Information

In order to eliminate misregistration artifacts caused by patient movement, we validated a model that uses deep learning to generate images comparable to digital subtraction angiography (DSA).

Paper

Deep Learning–based Angiogram Generation Model for Cerebral Angiography without Misregistration Artifacts
Radiology
https://doi.org/10.1148/radiol.2021203692

Author's Comments

We considered how AI could be utilized in the field of IVR (Interventional Radiology) and, despite having a limited number of cases from a single institution, we achieved publication by pursuing originality in our concept. During our research, we examined in detail the mechanism of misregistration artifacts frequently seen in cerebral angiography and identified the problem where bones and devices in the background appear as residual images due to slight patient movement.
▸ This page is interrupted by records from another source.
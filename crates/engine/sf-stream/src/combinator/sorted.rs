//! Drain, order, replay.

use super::lock;
use sf_traits::{AsyncIterable, BoxedIterable, Pull};
use std::cmp::Ordering;
use std::collections::VecDeque;
use std::sync::{Arc, Mutex};

/// Comparator deciding the replay order.
pub(crate) type Comparator<T> = Arc<dyn Fn(&T, &T) -> Ordering + Send + Sync>;

struct SortedState<T> {
    upstream: BoxedIterable<T>,
    /// Values pulled so far, while the upstream is still being drained.
    pending: Vec<T>,
    /// Ordered values, once draining has completed.
    drained: Option<VecDeque<T>>,
    stopped: bool,
}

/// Orders an upstream iterable by a comparator.
///
/// Ordering requires the whole input, so the first pull drains the
/// upstream to exhaustion before anything is delivered; later pulls replay
/// the ordered values one at a time.
pub struct SortedIterable<T> {
    state: Arc<Mutex<SortedState<T>>>,
    comparator: Comparator<T>,
}

impl<T: Send + 'static> SortedIterable<T> {
    /// Creates an ordering decorator over an upstream iterable.
    pub fn new(upstream: BoxedIterable<T>, comparator: Comparator<T>) -> Self {
        Self {
            state: Arc::new(Mutex::new(SortedState {
                upstream,
                pending: Vec::new(),
                drained: None,
                stopped: false,
            })),
            comparator,
        }
    }
}

impl<T: Send + 'static> AsyncIterable<T> for SortedIterable<T> {
    fn next(&mut self) -> Pull<T> {
        let state = self.state.clone();
        let comparator = self.comparator.clone();
        Box::pin(async move {
            loop {
                let pull = {
                    let mut state = lock(&state);
                    if state.stopped {
                        return Ok(None);
                    }
                    if state.drained.is_some() {
                        break;
                    }
                    state.upstream.next()
                };
                match pull.await? {
                    Some(value) => lock(&state).pending.push(value),
                    None => {
                        let mut state = lock(&state);
                        let mut values = std::mem::take(&mut state.pending);
                        values.sort_by(|a, b| (comparator)(a, b));
                        state.drained = Some(VecDeque::from(values));
                        break;
                    }
                }
            }
            let mut state = lock(&state);
            if state.stopped {
                return Ok(None);
            }
            Ok(state.drained.as_mut().and_then(|queue| queue.pop_front()))
        })
    }

    fn stop(&mut self) {
        let mut state = lock(&self.state);
        state.stopped = true;
        state.pending.clear();
        state.drained = None;
        state.upstream.stop();
    }
}
//! Bounded-concurrency prefetching engine.

use crate::combinator::lock;
use futures::stream::{FuturesUnordered, StreamExt};
use sf_error::Result;
use sf_traits::{AsyncIterable, BoxedIterable, Pull};
use std::collections::VecDeque;
use std::future::{poll_fn, Future};
use std::pin::Pin;
use std::sync::{Arc, Mutex};
use std::task::{Context, Poll, Waker};
use tracing::{debug, trace};

/// An in-flight upstream pull tagged with its issue sequence.
type TaggedPull<T> = Pin<Box<dyn Future<Output = (u64, Result<Option<T>>)> + Send>>;

/// Snapshot of the engine's bookkeeping, for observability.
#[derive(Debug, Clone)]
pub struct BufferStats {
    /// Number of pulls currently in flight.
    pub in_flight: usize,

    /// Number of resolved results not yet delivered downstream.
    pub ready: usize,

    /// Sequence index the next issued pull will carry.
    pub next_sequence: u64,

    /// Whether the engine has stopped issuing new pulls.
    pub stopped: bool,
}

struct EngineState<T> {
    upstream: BoxedIterable<T>,

    /// Prefetch window size; the in-flight count never exceeds this.
    size: usize,

    /// Ever-increasing issue counter tagging each pull.
    sequence: u64,

    /// In-flight pulls, raced as one fan-in set.
    in_flight: FuturesUnordered<TaggedPull<T>>,

    /// Resolved-but-undelivered results, in completion order.
    ready: VecDeque<Result<Option<T>>>,

    /// No further pulls are issued once set.
    stopped: bool,

    /// Final exhaustion has been reported downstream.
    finished: bool,

    /// Wakers of pullers parked while another puller drained the set.
    waiters: Vec<Waker>,
}

impl<T: Send + 'static> EngineState<T> {
    /// Issues new upstream pulls until the window is full.
    fn refill(&mut self) {
        while !self.stopped && self.in_flight.len() < self.size {
            let seq = self.sequence;
            self.sequence += 1;
            let pull = self.upstream.next();
            trace!(seq, "issuing upstream fetch");
            self.in_flight
                .push(Box::pin(async move { (seq, pull.await) }));
        }
    }

    fn park(&mut self, cx: &Context<'_>) {
        let waker = cx.waker();
        if !self.waiters.iter().any(|w| w.will_wake(waker)) {
            self.waiters.push(waker.clone());
        }
    }

    fn wake_waiters(&mut self) {
        for waker in self.waiters.drain(..) {
            waker.wake();
        }
    }

    fn poll_pull(&mut self, cx: &mut Context<'_>) -> Poll<Result<Option<T>>> {
        loop {
            if self.finished && self.ready.is_empty() {
                return Poll::Ready(Ok(None));
            }

            self.refill();

            // Move every settled fetch into the ready queue; the race
            // across the whole in-flight set happens here, with the waker
            // registered by the set itself.
            while let Poll::Ready(Some((seq, result))) = self.in_flight.poll_next_unpin(cx) {
                trace!(seq, "fetch settled");
                self.ready.push_back(result);
            }

            if let Some(result) = self.ready.pop_front() {
                match result {
                    Ok(Some(value)) => {
                        self.wake_waiters();
                        return Poll::Ready(Ok(Some(value)));
                    }
                    Ok(None) => {
                        // Exhaustion observed. Stop issuing pulls, but keep
                        // draining: values already fetched, or still in
                        // flight from before this point, are delivered.
                        if !self.stopped {
                            debug!(
                                in_flight = self.in_flight.len(),
                                ready = self.ready.len(),
                                "upstream exhausted, draining remaining fetches"
                            );
                            self.stopped = true;
                            self.upstream.stop();
                        }
                        continue;
                    }
                    Err(error) => {
                        // A failed fetch fails this pull only; bookkeeping
                        // for the independent in-flight fetches is intact.
                        self.wake_waiters();
                        return Poll::Ready(Err(error));
                    }
                }
            }

            if self.in_flight.is_empty() {
                if self.stopped {
                    self.finished = true;
                    self.wake_waiters();
                    return Poll::Ready(Ok(None));
                }
                // Window refills on the next iteration.
                continue;
            }

            self.park(cx);
            return Poll::Pending;
        }
    }
}

/// Overlaps up to `size` pending pulls against the upstream iterable.
///
/// Slow per-value asynchronous work (e.g. a mapped asynchronous function)
/// is pipelined rather than serialized. The trade-off is ordering: results
/// are delivered in completion order, not source order, so a fast fetch
/// overtakes a slow one. A window of 1 keeps source order exactly.
///
/// Every value the upstream produces before exhaustion is delivered
/// exactly once; observing exhaustion does not discard fetches that were
/// already issued. An explicit [`stop`] cancels in-flight fetches by
/// dropping them, and only already-resolved values remain drainable.
///
/// [`stop`]: AsyncIterable::stop
pub struct BufferedIterable<T> {
    state: Arc<Mutex<EngineState<T>>>,
}

impl<T: Send + 'static> BufferedIterable<T> {
    /// Creates a buffering engine over an upstream iterable.
    ///
    /// A `size` of 0 is treated as 1; use [`BufferConfig::validate`] for a
    /// checked configuration path.
    ///
    /// [`BufferConfig::validate`]: crate::buffer::BufferConfig::validate
    pub fn new(upstream: BoxedIterable<T>, size: usize) -> Self {
        Self {
            state: Arc::new(Mutex::new(EngineState {
                upstream,
                size: size.max(1),
                sequence: 0,
                in_flight: FuturesUnordered::new(),
                ready: VecDeque::new(),
                stopped: false,
                finished: false,
                waiters: Vec::new(),
            })),
        }
    }

    /// Returns a snapshot of the engine's bookkeeping.
    pub fn stats(&self) -> BufferStats {
        let state = lock(&self.state);
        BufferStats {
            in_flight: state.in_flight.len(),
            ready: state.ready.len(),
            next_sequence: state.sequence,
            stopped: state.stopped,
        }
    }
}

impl<T: Send + 'static> AsyncIterable<T> for BufferedIterable<T> {
    fn next(&mut self) -> Pull<T> {
        let state = self.state.clone();
        Box::pin(poll_fn(move |cx| lock(&state).poll_pull(cx)))
    }

    fn stop(&mut self) {
        let mut state = lock(&self.state);
        if state.stopped {
            return;
        }
        debug!(
            in_flight = state.in_flight.len(),
            ready = state.ready.len(),
            "stop requested, cancelling in-flight fetches"
        );
        state.stopped = true;
        // Dropping an in-flight pull cancels it.
        state.in_flight.clear();
        state.upstream.stop();
        state.wake_waiters();
    }
}
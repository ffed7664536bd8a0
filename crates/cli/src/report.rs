//! End-of-run report rendering
//!
//! The table mirrors the classic layout: right-aligned columns Date, Ticket,
//! Time, Status and Err, with `--` in place of an empty error.

use console::{pad_str, style, Alignment, StyledObject};
use harvestmine_domain::constants::REPORT_DATE_FORMAT;
use harvestmine_domain::{SyncResult, SyncStatus};

const HEADERS: [&str; 5] = ["Date", "Ticket", "Time", "Status", "Err"];
const MIN_WIDTH: usize = 10;
const EMPTY_ERROR: &str = "--";

/// Plain cell text for one result
fn cells(result: &SyncResult) -> [String; 5] {
    [
        result.date.format(REPORT_DATE_FORMAT).to_string(),
        result.ticket.map(|ticket| ticket.to_string()).unwrap_or_default(),
        format!("{:.2}", result.hours),
        result.status.to_string(),
        if result.error.is_empty() { EMPTY_ERROR.to_string() } else { result.error.clone() },
    ]
}

fn status_style(status: SyncStatus, text: &str) -> StyledObject<&str> {
    match status {
        SyncStatus::Logged => style(text).green(),
        SyncStatus::Failed => style(text).red(),
        SyncStatus::Skipped => style(text).yellow(),
    }
}

/// Render the results as a bordered table.
///
/// `colored` forces ANSI styling on or off so output is stable in tests and
/// pipes.
#[must_use]
pub fn render_table(results: &[SyncResult], colored: bool) -> String {
    let rows: Vec<[String; 5]> = results.iter().map(cells).collect();

    let mut widths = HEADERS.map(|header| header.len().max(MIN_WIDTH));
    for row in &rows {
        for (width, cell) in widths.iter_mut().zip(row) {
            *width = (*width).max(console::measure_text_width(cell));
        }
    }

    let border = |fill: char| {
        let mut line = String::from("+");
        for width in widths {
            line.push_str(&fill.to_string().repeat(width + 2));
            line.push('+');
        }
        line
    };

    let line = |cells: Vec<String>| {
        let mut out = String::from("|");
        for (cell, width) in cells.iter().zip(widths) {
            out.push(' ');
            out.push_str(&pad_str(cell, width, Alignment::Right, None));
            out.push_str(" |");
        }
        out
    };

    let mut out = vec![border('-')];
    out.push(line(
        HEADERS
            .iter()
            .map(|header| style(*header).blue().force_styling(colored).to_string())
            .collect(),
    ));
    out.push(border('='));

    for (result, row) in results.iter().zip(rows) {
        let [date, ticket, time, status, err] = row;
        let status = status_style(result.status, &status).force_styling(colored).to_string();
        out.push(line(vec![date, ticket, time, status, err]));
        out.push(border('-'));
    }

    out.join("\n")
}

/// One-line tally printed under the table
#[must_use]
pub fn summary(results: &[SyncResult]) -> String {
    let count = |status| results.iter().filter(|result| result.status == status).count();
    let mut parts = vec![
        format!("{} logged", count(SyncStatus::Logged)),
        format!("{} failed", count(SyncStatus::Failed)),
    ];
    let skipped = count(SyncStatus::Skipped);
    if skipped > 0 {
        parts.push(format!("{skipped} skipped"));
    }
    parts.join(", ")
}

/// Render the results as a pretty-printed JSON array
///
/// # Errors
/// Propagates `serde_json` serialization failures.
pub fn render_json(results: &[SyncResult]) -> serde_json::Result<String> {
    serde_json::to_string_pretty(results)
}
//! Domain types and models

pub mod entry;
pub mod redmine;
pub mod sync;

pub use entry::{DayEntries, EntryId, TimeEntry};
pub use redmine::{Activity, ActivityId, Issue, NewTimeEntry, RedmineEntryId, RedmineUser, UserId};
pub use sync::{ActivityMap, SyncReport, SyncResult, SyncStatus, TicketId};
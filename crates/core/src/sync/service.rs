//! Sync service - core business logic
//!
//! Copies unlogged Harvest entries into Redmine one at a time. Connection and
//! configuration failures found before the first fetch abort with an error.
//! A day that cannot be fetched stops the run but keeps the rows already
//! produced. Entry-level failures become a `Failed` row and the run moves on.

use std::collections::BTreeSet;
use std::sync::Arc;

use chrono::{Datelike, NaiveDate};
use harvestmine_domain::{
    ActivityMap, Config, NewTimeEntry, RedmineUser, Result, SyncError, SyncReport, SyncResult,
    TicketId, TimeEntry,
};
use tracing::{debug, error, info, warn};

use super::activities::{resolve_activities, resolve_activity};
use super::mapping::{resolve_destination, round_hours};
use super::marker::{LoggedMarker, NotesMarker};
use super::ports::{IssueTrackerClient, TimeTrackingClient};

/// Settings that drive one sync run
#[derive(Debug, Clone, PartialEq)]
pub struct SyncSettings {
    /// Harvest client whose entries are synced
    pub client_filter: String,
    /// Activity names that must exist in Redmine
    pub activities: Vec<String>,
    pub default_ticket: TicketId,
    pub default_activity: String,
    pub round_time: Option<f64>,
    /// Resolve everything but write nothing
    pub dry_run: bool,
}

impl SyncSettings {
    /// Derive settings from the loaded configuration
    #[must_use]
    pub fn from_config(config: &Config) -> Self {
        Self {
            client_filter: config.harvest.client.clone(),
            activities: config.harvest.activities.clone(),
            default_ticket: config.redmine.default_ticket,
            default_activity: config.redmine.default_activity.clone(),
            round_time: config.redmine.round_time,
            dry_run: false,
        }
    }

    #[must_use]
    pub fn with_dry_run(mut self, dry_run: bool) -> Self {
        self.dry_run = dry_run;
        self
    }
}

/// Receives progress notifications while a run is in flight
pub trait SyncObserver: Send + Sync {
    /// Called once per date with the number of entries that will be processed
    fn on_entries_fetched(&self, date: NaiveDate, count: usize);

    /// Called after each entry, in processing order
    fn on_entry_processed(&self, result: &SyncResult);
}

/// Observer that ignores every notification
#[derive(Debug, Clone, Copy, Default)]
pub struct NoopObserver;

impl SyncObserver for NoopObserver {
    fn on_entries_fetched(&self, _date: NaiveDate, _count: usize) {}

    fn on_entry_processed(&self, _result: &SyncResult) {}
}

/// Harvest → Redmine sync service
pub struct SyncService {
    time_tracker: Arc<dyn TimeTrackingClient>,
    issue_tracker: Arc<dyn IssueTrackerClient>,
    marker: Arc<dyn LoggedMarker>,
    observer: Arc<dyn SyncObserver>,
    settings: SyncSettings,
}

impl SyncService {
    /// Create a new sync service using the notes-based logged marker
    #[must_use]
    pub fn new(
        time_tracker: Arc<dyn TimeTrackingClient>,
        issue_tracker: Arc<dyn IssueTrackerClient>,
        settings: SyncSettings,
    ) -> Self {
        Self {
            time_tracker,
            issue_tracker,
            marker: Arc::new(NotesMarker),
            observer: Arc::new(NoopObserver),
            settings,
        }
    }

    /// Replace the logged-state convention
    #[must_use]
    pub fn with_marker(mut self, marker: Arc<dyn LoggedMarker>) -> Self {
        self.marker = marker;
        self
    }

    /// Attach a progress observer
    #[must_use]
    pub fn with_observer(mut self, observer: Arc<dyn SyncObserver>) -> Self {
        self.observer = observer;
        self
    }

    #[must_use]
    pub const fn settings(&self) -> &SyncSettings {
        &self.settings
    }

    /// Sync every date in ascending order and report one row per entry
    ///
    /// A date that cannot be fetched stops the run. The report then keeps the
    /// rows of the dates already processed and carries the error in
    /// [`SyncReport::aborted`].
    ///
    /// # Errors
    /// Nothing has been written when an error is returned:
    /// - `SyncError::Connection` when either service cannot be reached or
    ///   rejects the credentials
    /// - `SyncError::UnknownActivities` when a configured activity is missing
    ///   from Redmine; no entry is fetched in that case
    pub async fn sync(&self, dates: &BTreeSet<NaiveDate>) -> Result<SyncReport> {
        self.time_tracker.authenticate().await.map_err(|err| err.into_connection("Harvest"))?;
        let user = self
            .issue_tracker
            .authenticate()
            .await
            .map_err(|err| err.into_connection("Redmine"))?;
        debug!(user_id = user.id, login = %user.login, "authenticated against Redmine");

        let activities = self.load_activities().await?;

        let mut report = SyncReport::default();
        for &date in dates {
            let entries = match self.fetch_pending(date).await {
                Ok(entries) => entries,
                Err(err) => {
                    error!(
                        %date,
                        processed = report.results.len(),
                        error = %err,
                        kind = err.label(),
                        "stopping run"
                    );
                    report.aborted = Some(err);
                    break;
                }
            };
            self.observer.on_entries_fetched(date, entries.len());

            for entry in entries {
                let result = self.sync_entry(date, &entry, &activities, &user).await;
                self.observer.on_entry_processed(&result);
                report.results.push(result);
            }
        }

        info!(
            dates = dates.len(),
            processed = report.results.len(),
            failed = report.failed_count(),
            complete = report.is_complete(),
            dry_run = self.settings.dry_run,
            "sync run finished"
        );

        Ok(report)
    }

    async fn load_activities(&self) -> Result<ActivityMap> {
        let tracker_activities = self
            .issue_tracker
            .list_activities()
            .await
            .map_err(|err| err.into_connection("Redmine"))?;

        let activities = resolve_activities(&self.settings.activities, &tracker_activities)
            .inspect_err(|err| error!(error = %err, "activity compatibility check failed"))?;
        debug!(count = activities.len(), "resolved Redmine activities");
        Ok(activities)
    }

    /// Entries for `date` that belong to the configured client and are not yet logged
    async fn fetch_pending(&self, date: NaiveDate) -> Result<Vec<TimeEntry>> {
        let day = self
            .time_tracker
            .get_day(date.ordinal(), date.year())
            .await
            .map_err(|err| err.into_connection("Harvest"))?;

        let total = day.day_entries.len();
        let pending: Vec<TimeEntry> = day
            .day_entries
            .into_iter()
            .filter(|entry| entry.client == self.settings.client_filter)
            .filter(|entry| !self.marker.is_logged(entry))
            .collect();

        debug!(%date, total, pending = pending.len(), "fetched Harvest day");
        Ok(pending)
    }

    async fn sync_entry(
        &self,
        date: NaiveDate,
        entry: &TimeEntry,
        activities: &ActivityMap,
        user: &RedmineUser,
    ) -> SyncResult {
        let destination = match resolve_destination(&entry.notes, self.settings.default_ticket) {
            Ok(destination) => destination,
            Err(err) => {
                warn!(entry_id = entry.id, %date, error = %err, "cannot resolve ticket");
                return SyncResult::failed(date, entry, None, err.to_string());
            }
        };
        let ticket = destination.ticket;

        let Some((activity, activity_id)) =
            resolve_activity(activities, &entry.task, &self.settings.default_activity)
        else {
            let err = SyncError::InvalidInput(format!(
                "Activity '{}' and default activity '{}' are not configured",
                entry.task, self.settings.default_activity
            ));
            warn!(entry_id = entry.id, ticket, error = %err, "cannot resolve activity");
            return SyncResult::failed(date, entry, Some(ticket), err.to_string());
        };

        let new_entry = NewTimeEntry {
            issue_id: ticket,
            activity_id,
            spent_on: date,
            user_id: user.id,
            hours: round_hours(entry.hours, self.settings.round_time),
            comments: destination.comment,
        };

        if let Err(err) = self.submit(&new_entry).await {
            warn!(entry_id = entry.id, ticket, error = %err, "Redmine rejected time entry");
            return SyncResult::failed(date, entry, Some(ticket), err.to_string());
        }

        if self.settings.dry_run {
            debug!(entry_id = entry.id, ticket, activity, hours = new_entry.hours, "dry run");
            return SyncResult::skipped(date, entry, ticket);
        }

        let updated = self.marker.mark_logged(entry);
        if let Err(err) = self.time_tracker.update(&updated).await {
            error!(
                entry_id = entry.id,
                ticket,
                error = %err,
                "time entry created in Redmine but Harvest entry not marked; duplicate on next run"
            );
            let err = SyncError::Persistence(format!(
                "Failed to save time for {ticket}. Delete manually."
            ));
            return SyncResult::failed(date, entry, Some(ticket), err.to_string());
        }

        info!(entry_id = entry.id, ticket, activity, hours = new_entry.hours, "logged");
        SyncResult::logged(date, entry, ticket)
    }

    /// Look up the issue and, unless dry-running, create the time entry
    async fn submit(&self, new_entry: &NewTimeEntry) -> Result<()> {
        let ticket = new_entry.issue_id;
        self.issue_tracker.get_issue(ticket).await.map_err(|err| match err {
            SyncError::NotFound(_) => SyncError::Submission(format!("Issue #{ticket} not found")),
            other => into_submission(other),
        })?;

        if self.settings.dry_run {
            return Ok(());
        }

        let redmine_id =
            self.issue_tracker.create_time_entry(new_entry).await.map_err(into_submission)?;
        debug!(ticket, redmine_id, "created Redmine time entry");
        Ok(())
    }
}

fn into_submission(err: SyncError) -> SyncError {
    match err {
        SyncError::Submission(_) => err,
        other => SyncError::Submission(other.to_string()),
    }
}
//! Shared helpers for `harvestmine-infra` integration tests.
//!
//! Starts one wiremock server per service and mounts the endpoints a sync
//! run touches.

#![allow(dead_code)]

use serde_json::{json, Value};
use wiremock::matchers::{method, path};
use wiremock::{Mock, MockServer, ResponseTemplate};

pub const DEFAULT_TICKET: u32 = 37080;

/// Harvest with a working login and one day of entries at `/daily/{doy}/{year}`.
pub async fn harvest_server(day_of_year: u32, year: i32, entries: Value) -> MockServer {
    let server = MockServer::start().await;

    Mock::given(method("GET"))
        .and(path("/account/who_am_i"))
        .respond_with(
            ResponseTemplate::new(200)
                .set_body_json(json!({"user": {"id": 42, "email": "me@example.com"}})),
        )
        .mount(&server)
        .await;

    Mock::given(method("GET"))
        .and(path(format!("/daily/{day_of_year}/{year}")))
        .respond_with(ResponseTemplate::new(200).set_body_json(json!({ "day_entries": entries })))
        .mount(&server)
        .await;

    server
}

/// Redmine with a user, the given activities and the listed issues.
pub async fn redmine_server(activities: Value, issues: &[u32]) -> MockServer {
    let server = MockServer::start().await;

    Mock::given(method("GET"))
        .and(path("/users/current.json"))
        .respond_with(
            ResponseTemplate::new(200).set_body_json(json!({"user": {"id": 5, "login": "jdoe"}})),
        )
        .mount(&server)
        .await;

    Mock::given(method("GET"))
        .and(path("/enumerations/time_entry_activities.json"))
        .respond_with(
            ResponseTemplate::new(200).set_body_json(json!({ "time_entry_activities": activities })),
        )
        .mount(&server)
        .await;

    for issue in issues {
        Mock::given(method("GET"))
            .and(path(format!("/issues/{issue}.json")))
            .respond_with(
                ResponseTemplate::new(200)
                    .set_body_json(json!({"issue": {"id": issue, "subject": "Some work"}})),
            )
            .mount(&server)
            .await;
    }

    server
}

/// Standard Redmine activities used by most tests.
pub fn standard_activities() -> Value {
    json!([
        {"id": 9, "name": "Development"},
        {"id": 14, "name": "Meeting"}
    ])
}

/// JSON bodies of every request received on `route` with `verb`.
pub async fn bodies(server: &MockServer, verb: &str, route: &str) -> Vec<Value> {
    server
        .received_requests()
        .await
        .unwrap_or_default()
        .into_iter()
        .filter(|request| request.method.as_str() == verb && request.url.path() == route)
        .map(|request| serde_json::from_slice(&request.body).unwrap_or(Value::Null))
        .collect()
}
We thought this challenge could be solved through deep learning. Although we initially had limited expertise in image processing and went through much trial and error, we feel we were able to build a model with high clinical practicality by pooling the collective wisdom of our entire laboratory.

Paper Overview

In this paper, we proposed a method to directly generate DSA, which is essential for treatment planning and during procedures for conditions such as cerebral aneurysms, using a deep learning model rather than subtraction processing with mask images. Conventional DSA can cause "misregistration artifacts" where parts of bones or devices remain visible when patients move slightly under fluoroscopy. This can make blood vessel paths unclear and, in some cases, necessitate retaking images, risking prolonged treatment time. In this study, we extracted cases from patients' past images, created training data by pairing angiography without artifacts and motion images, and trained a deep learning model to accurately extract only the vascular portions.

Paper Details

We ultimately used more than 17,000 image pairs obtained from 40 patients, dividing them into training and test data for evaluation. As a result, compared to DSA images without misregistration, the vessel images generated by the deep learning model showed high values with an average peak signal-to-noise ratio (PSNR) of 40.2 dB and an average structural similarity (SSIM) of 0.97. This means that images with comparable quality were obtained while minimizing artifacts from bones or metal coils due to movement. Additionally, visual evaluation by multiple specialists determined that the images were either more viewable than conventional DSA or showed no significant difference. Although this is a single-institution study with a limited number of cases, we believe there is significant value in demonstrating the possibility of depicting cerebral vascular structures without mask images using AI. In the future, we expect this could contribute as a means to reduce the risk of retaking images and procedural delays while lessening patient burden and radiation exposure.